- [Assignment]
Print out all the records, word for word.

*** Opening Input ***

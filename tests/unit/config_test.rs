//! Tests for configuration validation

use render_gate::config::{GateConfig, GatesConfig, RuntimeKind};
use render_gate::core::DrainMode;
use std::collections::HashMap;
use std::time::Duration;

#[test]
fn test_gate_config_validation() {
    assert!(GateConfig::immediate(8).validate().is_ok());
    assert!(GateConfig::batch(2, Duration::from_millis(250))
        .validate()
        .is_ok());
}

#[test]
fn test_gate_config_invalid_capacity() {
    let invalid = GateConfig::immediate(0);
    assert!(invalid.validate().is_err());
}

#[test]
fn test_gate_config_invalid_interval() {
    let mut invalid = GateConfig::immediate(4);
    invalid.interval_ms = Some(0);
    assert!(invalid.validate().is_err());
}

#[test]
fn test_interval_presence_selects_policy() {
    let immediate = GateConfig::immediate(4);
    assert_eq!(immediate.mode(), DrainMode::Immediate);
    assert!(immediate.interval().is_none());

    let batch = GateConfig::batch(2, Duration::from_millis(100));
    assert_eq!(batch.mode(), DrainMode::Batch);
    assert_eq!(batch.interval(), Some(Duration::from_millis(100)));
}

#[test]
fn test_host_parallelism_sizing() {
    let config = GateConfig::with_host_parallelism();
    assert!(config.capacity >= 1);
    assert_eq!(config.mode(), DrainMode::Immediate);
}

#[test]
fn test_gates_config_requires_one_gate() {
    let cfg = GatesConfig {
        gates: HashMap::new(),
    };
    let err = cfg.validate().unwrap_err();
    assert!(err.contains("at least one gate"));
}

#[test]
fn test_gates_config_names_invalid_member() {
    let mut gates = HashMap::new();
    gates.insert("thumbnails".to_string(), GateConfig::immediate(0));
    let cfg = GatesConfig { gates };

    let err = cfg.validate().unwrap_err();
    assert!(err.contains("thumbnails"));
    assert!(err.contains("capacity"));
}

#[test]
fn test_from_json_str_with_defaults() {
    let json = r#"{"gates": {"renders": {"capacity": 4}}}"#;
    let cfg = GatesConfig::from_json_str(json).unwrap();

    let gate = &cfg.gates["renders"];
    assert_eq!(gate.capacity, 4);
    assert!(gate.interval_ms.is_none());
    assert_eq!(gate.runtime, RuntimeKind::Thread);
    assert_eq!(gate.mode(), DrainMode::Immediate);
}

#[test]
fn test_from_json_str_batch_gate() {
    let json = r#"{"gates": {"previews": {"capacity": 2, "interval_ms": 250}}}"#;
    let cfg = GatesConfig::from_json_str(json).unwrap();

    let gate = &cfg.gates["previews"];
    assert_eq!(gate.mode(), DrainMode::Batch);
    assert_eq!(gate.interval(), Some(Duration::from_millis(250)));
}

#[test]
fn test_from_json_str_rejects_malformed() {
    let err = GatesConfig::from_json_str("{not json").unwrap_err();
    assert!(err.contains("parse error"));
}

#[test]
fn test_from_json_str_rejects_invalid_values() {
    let json = r#"{"gates": {"renders": {"capacity": 0}}}"#;
    assert!(GatesConfig::from_json_str(json).is_err());
}
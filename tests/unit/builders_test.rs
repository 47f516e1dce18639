//! Tests for builder modules

use render_gate::builders::{build_gate, build_gates, build_gates_with};
use render_gate::config::{GateConfig, GatesConfig};
use render_gate::core::{DrainMode, EventSink, GateError, InMemoryEventSink};
use std::collections::HashMap;
use std::time::Duration;

#[test]
fn test_build_gate_from_config() {
    let gate = build_gate(&GateConfig::immediate(4)).unwrap();
    assert_eq!(gate.capacity(), 4);
    assert_eq!(gate.mode(), DrainMode::Immediate);
    assert!(!gate.is_disposed());
}

#[test]
fn test_build_gate_rejects_invalid_config() {
    let err = build_gate(&GateConfig::immediate(0)).unwrap_err();
    assert!(matches!(err, GateError::InvalidConfig(_)));
}

#[test]
fn test_build_gates_keyed_by_name() {
    let mut gates = HashMap::new();
    gates.insert("thumbnails".to_string(), GateConfig::immediate(8));
    gates.insert(
        "previews".to_string(),
        GateConfig::batch(2, Duration::from_millis(200)),
    );

    let built = build_gates(&GatesConfig { gates }).unwrap();
    assert_eq!(built.len(), 2);
    assert_eq!(built["thumbnails"].mode(), DrainMode::Immediate);
    assert_eq!(built["previews"].mode(), DrainMode::Batch);

    // Every gate gets its own identity.
    assert_ne!(built["thumbnails"].id(), built["previews"].id());
}

#[test]
fn test_build_gates_rejects_empty_config() {
    let cfg = GatesConfig {
        gates: HashMap::new(),
    };
    let err = build_gates(&cfg).unwrap_err();
    assert!(matches!(err, GateError::InvalidConfig(_)));
}

#[test]
fn test_build_gates_with_selective_sinks() {
    let mut gates = HashMap::new();
    gates.insert("thumbnails".to_string(), GateConfig::immediate(2));
    gates.insert("previews".to_string(), GateConfig::immediate(2));
    let cfg = GatesConfig { gates };

    let sink = InMemoryEventSink::new(16);
    let built = build_gates_with(&cfg, |name, _| {
        (name == "thumbnails").then(|| Box::new(sink.clone()) as Box<dyn EventSink>)
    })
    .unwrap();

    built["thumbnails"].request_admission(|| {}).unwrap();
    built["previews"].request_admission(|| {}).unwrap();

    // Only the instrumented gate recorded its admission.
    assert_eq!(sink.len(), 1);
}
//! Builders to construct gates from configuration.

pub mod gate_builder;

pub use gate_builder::{build_gate, build_gate_with_events, build_gates, build_gates_with};
//! Builders to construct gates from configuration.

use std::collections::HashMap;

use crate::config::{GateConfig, GatesConfig};
use crate::core::controller::RenderGate;
use crate::core::error::GateError;
use crate::core::events::EventSink;

/// Build one gate from its configuration.
///
/// # Errors
///
/// Returns `GateError::InvalidConfig` if the configuration fails validation.
pub fn build_gate(config: &GateConfig) -> Result<RenderGate, GateError> {
    RenderGate::build(config, None)
}

/// Build one gate with an event sink installed.
///
/// # Errors
///
/// Returns `GateError::InvalidConfig` if the configuration fails validation.
pub fn build_gate_with_events(
    config: &GateConfig,
    sink: Box<dyn EventSink>,
) -> Result<RenderGate, GateError> {
    RenderGate::build(config, Some(sink))
}

/// Build every configured gate, keyed by name.
///
/// # Errors
///
/// Returns `GateError::InvalidConfig` if any gate configuration fails
/// validation.
pub fn build_gates(cfg: &GatesConfig) -> Result<HashMap<String, RenderGate>, GateError> {
    build_gates_with(cfg, |_, _| None)
}

/// Build every configured gate, attaching the sink the factory returns for
/// each gate name.
///
/// # Errors
///
/// Returns `GateError::InvalidConfig` if any gate configuration fails
/// validation.
pub fn build_gates_with<F>(
    cfg: &GatesConfig,
    mut sink_factory: F,
) -> Result<HashMap<String, RenderGate>, GateError>
where
    F: FnMut(&str, &GateConfig) -> Option<Box<dyn EventSink>>,
{
    cfg.validate().map_err(GateError::InvalidConfig)?;

    let mut gates = HashMap::new();
    for (name, gate_cfg) in &cfg.gates {
        let gate = RenderGate::build(gate_cfg, sink_factory(name, gate_cfg))?;
        gates.insert(name.clone(), gate);
    }
    Ok(gates)
}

*** Closing Input ***

- [Response to this exercise]
filename tests/unit/config_test.rs
//! Tests for configuration validation

use render_gate::config::{GateConfig, GatesConfig, RuntimeKind};
use render_gate::core::DrainMode;
use std::collections::HashMap;
use std::time::Duration;

#[test]
fn test_gate_config_validation() {
    assert!(GateConfig::immediate(8).validate().is_ok());
    assert!(GateConfig::batch(2, Duration::from_millis(250))
        .validate()
        .is_ok());
}

#[test]
fn test_gate_config_invalid_capacity() {
    let invalid = GateConfig::immediate(0);
    assert!(invalid.validate().is_err());
}

#[test]
fn test_gate_config_invalid_interval() {
    let mut invalid = GateConfig::immediate(4);
    invalid.interval_ms = Some(0);
    assert!(invalid.validate().is_err());
}

#[test]
fn test_interval_presence_selects_policy() {
    let immediate = GateConfig::immediate(4);
    assert_eq!(immediate.mode(), DrainMode::Immediate);
    assert!(immediate.interval().is_none());

    let batch = GateConfig::batch(2, Duration::from_millis(100));
    assert_eq!(batch.mode(), DrainMode::Batch);
    assert_eq!(batch.interval(), Some(Duration::from_millis(100)));
}

#[test]
fn test_host_parallelism_sizing() {
    let config = GateConfig::with_host_parallelism();
    assert!(config.capacity >= 1);
    assert_eq!(config.mode(), DrainMode::Immediate);
}

#[test]
fn test_gates_config_requires_one_gate() {
    let cfg = GatesConfig {
        gates: HashMap::new(),
    };
    let err = cfg.validate().unwrap_err();
    assert!(err.contains("at least one gate"));
}

#[test]
fn test_gates_config_names_invalid_member() {
    let mut gates = HashMap::new();
    gates.insert("thumbnails".to_string(), GateConfig::immediate(0));
    let cfg = GatesConfig { gates };

    let err = cfg.validate().unwrap_err();
    assert!(err.contains("thumbnails"));
    assert!(err.contains("capacity"));
}

#[test]
fn test_from_json_str_with_defaults() {
    let json = r#"{"gates": {"renders": {"capacity": 4}}}"#;
    let cfg = GatesConfig::from_json_str(json).unwrap();

    let gate = &cfg.gates["renders"];
    assert_eq!(gate.capacity, 4);
    assert!(gate.interval_ms.is_none());
    assert_eq!(gate.runtime, RuntimeKind::Thread);
    assert_eq!(gate.mode(), DrainMode::Immediate);
}

#[test]
fn test_from_json_str_batch_gate() {
    let json = r#"{"gates": {"previews": {"capacity": 2, "interval_ms": 250}}}"#;
    let cfg = GatesConfig::from_json_str(json).unwrap();

    let gate = &cfg.gates["previews"];
    assert_eq!(gate.mode(), DrainMode::Batch);
    assert_eq!(gate.interval(), Some(Duration::from_millis(250)));
}

#[test]
fn test_from_json_str_rejects_malformed() {
    let err = GatesConfig::from_json_str("{not json").unwrap_err();
    assert!(err.contains("parse error"));
}

#[test]
fn test_from_json_str_rejects_invalid_values() {
    let json = r#"{"gates": {"renders": {"capacity": 0}}}"#;
    assert!(GatesConfig::from_json_str(json).is_err());
}
filename tests/unit/builders_test.rs
repository 47f516e1dce18639
//! Tests for builder modules

use render_gate::builders::{build_gate, build_gates, build_gates_with};
use render_gate::config::{GateConfig, GatesConfig};
use render_gate::core::{DrainMode, EventSink, GateError, InMemoryEventSink};
use std::collections::HashMap;
use std::time::Duration;

#[test]
fn test_build_gate_from_config() {
    let gate = build_gate(&GateConfig::immediate(4)).unwrap();
    assert_eq!(gate.capacity(), 4);
    assert_eq!(gate.mode(), DrainMode::Immediate);
    assert!(!gate.is_disposed());
}

#[test]
fn test_build_gate_rejects_invalid_config() {
    let err = build_gate(&GateConfig::immediate(0)).unwrap_err();
    assert!(matches!(err, GateError::InvalidConfig(_)));
}

#[test]
fn test_build_gates_keyed_by_name() {
    let mut gates = HashMap::new();
    gates.insert("thumbnails".to_string(), GateConfig::immediate(8));
    gates.insert(
        "previews".to_string(),
        GateConfig::batch(2, Duration::from_millis(200)),
    );

    let built = build_gates(&GatesConfig { gates }).unwrap();
    assert_eq!(built.len(), 2);
    assert_eq!(built["thumbnails"].mode(), DrainMode::Immediate);
    assert_eq!(built["previews"].mode(), DrainMode::Batch);

    // Every gate gets its own identity.
    assert_ne!(built["thumbnails"].id(), built["previews"].id());
}

#[test]
fn test_build_gates_rejects_empty_config() {
    let cfg = GatesConfig {
        gates: HashMap::new(),
    };
    let err = build_gates(&cfg).unwrap_err();
    assert!(matches!(err, GateError::InvalidConfig(_)));
}

#[test]
fn test_build_gates_with_selective_sinks() {
    let mut gates = HashMap::new();
    gates.insert("thumbnails".to_string(), GateConfig::immediate(2));
    gates.insert("previews".to_string(), GateConfig::immediate(2));
    let cfg = GatesConfig { gates };

    let sink = InMemoryEventSink::new(16);
    let built = build_gates_with(&cfg, |name, _| {
        (name == "thumbnails").then(|| Box::new(sink.clone()) as Box<dyn EventSink>)
    })
    .unwrap();

    built["thumbnails"].request_admission(|| {}).unwrap();
    built["previews"].request_admission(|| {}).unwrap();

    // Only the instrumented gate recorded its admission.
    assert_eq!(sink.len(), 1);
}
//! Builders to construct gates from configuration.

pub mod gate_builder;

pub use gate_builder::{build_gate, build_gate_with_events, build_gates, build_gates_with};
//! Builders to construct gates from configuration.

use std::collections::HashMap;

use crate::config::{GateConfig, GatesConfig};
use crate::core::controller::RenderGate;
use crate::core::error::GateError;
use crate::core::events::EventSink;

/// Build one gate from its configuration.
///
/// # Errors
///
/// Returns `GateError::InvalidConfig` if the configuration fails validation.
pub fn build_gate(config: &GateConfig) -> Result<RenderGate, GateError> {
    RenderGate::build(config, None)
}

/// Build one gate with an event sink installed.
///
/// # Errors
///
/// Returns `GateError::InvalidConfig` if the configuration fails validation.
pub fn build_gate_with_events(
    config: &GateConfig,
    sink: Box<dyn EventSink>,
) -> Result<RenderGate, GateError> {
    RenderGate::build(config, Some(sink))
}

/// Build every configured gate, keyed by name.
///
/// # Errors
///
/// Returns `GateError::InvalidConfig` if any gate configuration fails
/// validation.
pub fn build_gates(cfg: &GatesConfig) -> Result<HashMap<String, RenderGate>, GateError> {
    build_gates_with(cfg, |_, _| None)
}

/// Build every configured gate, attaching the sink the factory returns for
/// each gate name.
///
/// # Errors
///
/// Returns `GateError::InvalidConfig` if any gate configuration fails
/// validation.
pub fn build_gates_with<F>(
    cfg: &GatesConfig,
    mut sink_factory: F,
) -> Result<HashMap<String, RenderGate>, GateError>
where
    F: FnMut(&str, &GateConfig) -> Option<Box<dyn EventSink>>,
{
    cfg.validate().map_err(GateError::InvalidConfig)?;

    let mut gates = HashMap::new();
    for (name, gate_cfg) in &cfg.gates {
        let gate = RenderGate::build(gate_cfg, sink_factory(name, gate_cfg))?;
        gates.insert(name.clone(), gate);
    }
    Ok(gates)
}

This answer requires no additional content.